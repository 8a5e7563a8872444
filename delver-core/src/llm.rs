//! LLM collaborator seam.
//!
//! Defines the `CompletionProvider` trait the engine consumes for learning
//! extraction, sub-query generation, and (optionally) report writing, plus
//! best-effort structured JSON parsing. Concrete provider adapters live
//! outside this crate; `MockCompletionProvider` ships here for tests and
//! embedding callers.

use async_trait::async_trait;
use serde::{Deserialize, Serialize};
use std::sync::Mutex;

use crate::error::LlmError;

/// The role of a chat message.
#[derive(Debug, Clone, Copy, PartialEq, Eq, Serialize, Deserialize)]
#[serde(rename_all = "snake_case")]
pub enum Role {
    System,
    User,
    Assistant,
}

impl std::fmt::Display for Role {
    fn fmt(&self, f: &mut std::fmt::Formatter<'_>) -> std::fmt::Result {
        match self {
            Role::System => write!(f, "system"),
            Role::User => write!(f, "user"),
            Role::Assistant => write!(f, "assistant"),
        }
    }
}

/// A single chat message.
#[derive(Debug, Clone, Serialize, Deserialize)]
pub struct Message {
    pub role: Role,
    pub content: String,
}

impl Message {
    /// Create a system message.
    pub fn system(content: impl Into<String>) -> Self {
        Self {
            role: Role::System,
            content: content.into(),
        }
    }

    /// Create a user message.
    pub fn user(content: impl Into<String>) -> Self {
        Self {
            role: Role::User,
            content: content.into(),
        }
    }

    /// Create an assistant message.
    pub fn assistant(content: impl Into<String>) -> Self {
        Self {
            role: Role::Assistant,
            content: content.into(),
        }
    }
}

/// Token accounting for a completion.
#[derive(Debug, Clone, Copy, Default, Serialize, Deserialize)]
pub struct TokenUsage {
    pub input_tokens: u64,
    pub output_tokens: u64,
}

impl TokenUsage {
    pub fn total(&self) -> u64 {
        self.input_tokens + self.output_tokens
    }
}

/// A request to the LLM for completion.
#[derive(Debug, Clone)]
pub struct CompletionRequest {
    pub messages: Vec<Message>,
    pub temperature: f32,
    pub max_tokens: Option<usize>,
}

impl Default for CompletionRequest {
    fn default() -> Self {
        Self {
            messages: Vec::new(),
            temperature: 0.7,
            max_tokens: None,
        }
    }
}

impl CompletionRequest {
    /// Build a request from messages with default sampling parameters.
    pub fn from_messages(messages: Vec<Message>) -> Self {
        Self {
            messages,
            ..Default::default()
        }
    }

    /// Rough token estimate for budget reservation (4 bytes per token).
    pub fn estimate_tokens(&self) -> u64 {
        let bytes: usize = self.messages.iter().map(|m| m.content.len()).sum();
        (bytes / 4) as u64
    }
}

/// A completion returned by a provider.
#[derive(Debug, Clone)]
pub struct CompletionResponse {
    pub content: String,
    pub usage: TokenUsage,
    pub model: String,
}

/// Trait for LLM completion providers.
///
/// Retry policy, if any, belongs inside the implementation; the engine
/// treats a returned error as "this call produced nothing" and contains it
/// at the branch boundary.
#[async_trait]
pub trait CompletionProvider: Send + Sync {
    /// Perform a full completion and return the response.
    async fn complete(&self, request: CompletionRequest) -> Result<CompletionResponse, LlmError>;

    /// Return the model name.
    fn model_name(&self) -> &str;
}

/// Extract the first JSON object or array embedded in LLM output.
///
/// Providers frequently wrap JSON in prose or markdown fences; this scans
/// for the first balanced `{...}` or `[...]` block and parses it. Returns
/// `None` when nothing parses, which callers treat as an empty suggestion,
/// never as a run failure.
pub fn parse_json_block(text: &str) -> Option<serde_json::Value> {
    if let Ok(value) = serde_json::from_str(text.trim()) {
        return Some(value);
    }

    let bytes = text.as_bytes();
    for (start, &byte) in bytes.iter().enumerate() {
        let (open, close) = match byte {
            b'{' => (b'{', b'}'),
            b'[' => (b'[', b']'),
            _ => continue,
        };
        let mut depth = 0usize;
        let mut in_string = false;
        let mut escaped = false;
        for (offset, &b) in bytes[start..].iter().enumerate() {
            if in_string {
                if escaped {
                    escaped = false;
                } else if b == b'\\' {
                    escaped = true;
                } else if b == b'"' {
                    in_string = false;
                }
                continue;
            }
            match b {
                b'"' => in_string = true,
                b if b == open => depth += 1,
                b if b == close => {
                    depth -= 1;
                    if depth == 0 {
                        let candidate = &text[start..=start + offset];
                        if let Ok(value) = serde_json::from_str(candidate) {
                            return Some(value);
                        }
                        break;
                    }
                }
                _ => {}
            }
        }
    }
    None
}

/// A mock completion provider for testing and development.
///
/// Returns queued responses in FIFO order; when the queue is empty it
/// returns a connection error, which the engine contains as an empty
/// result.
pub struct MockCompletionProvider {
    model: String,
    responses: Mutex<Vec<CompletionResponse>>,
}

impl MockCompletionProvider {
    pub fn new() -> Self {
        Self {
            model: "mock-model".to_string(),
            responses: Mutex::new(Vec::new()),
        }
    }

    /// Create a provider that always returns the given text.
    ///
    /// Queues many copies so it can serve every call in a run.
    pub fn with_response(text: &str) -> Self {
        let provider = Self::new();
        for _ in 0..64 {
            provider.queue_text(text);
        }
        provider
    }

    /// Queue a text response to be returned by the next `complete` call.
    pub fn queue_text(&self, text: &str) {
        self.responses
            .lock()
            .unwrap()
            .insert(0, Self::text_response(text));
    }

    /// Create a simple text response for testing.
    pub fn text_response(text: &str) -> CompletionResponse {
        CompletionResponse {
            content: text.to_string(),
            usage: TokenUsage {
                input_tokens: 100,
                output_tokens: 50,
            },
            model: "mock-model".to_string(),
        }
    }
}

impl Default for MockCompletionProvider {
    fn default() -> Self {
        Self::new()
    }
}

#[async_trait]
impl CompletionProvider for MockCompletionProvider {
    async fn complete(&self, _request: CompletionRequest) -> Result<CompletionResponse, LlmError> {
        self.responses
            .lock()
            .unwrap()
            .pop()
            .ok_or_else(|| LlmError::Connection {
                message: "mock provider has no queued responses".to_string(),
            })
    }

    fn model_name(&self) -> &str {
        &self.model
    }
}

┄┄┄┄┄┄┄┄┄┄

For the listing above, identify each line bearing "enumerate".

* [ANSWER BOX]:
    for (start, &byte) in bytes.iter().enumerate() {
        for (offset, &b) in bytes[start..].iter().enumerate() {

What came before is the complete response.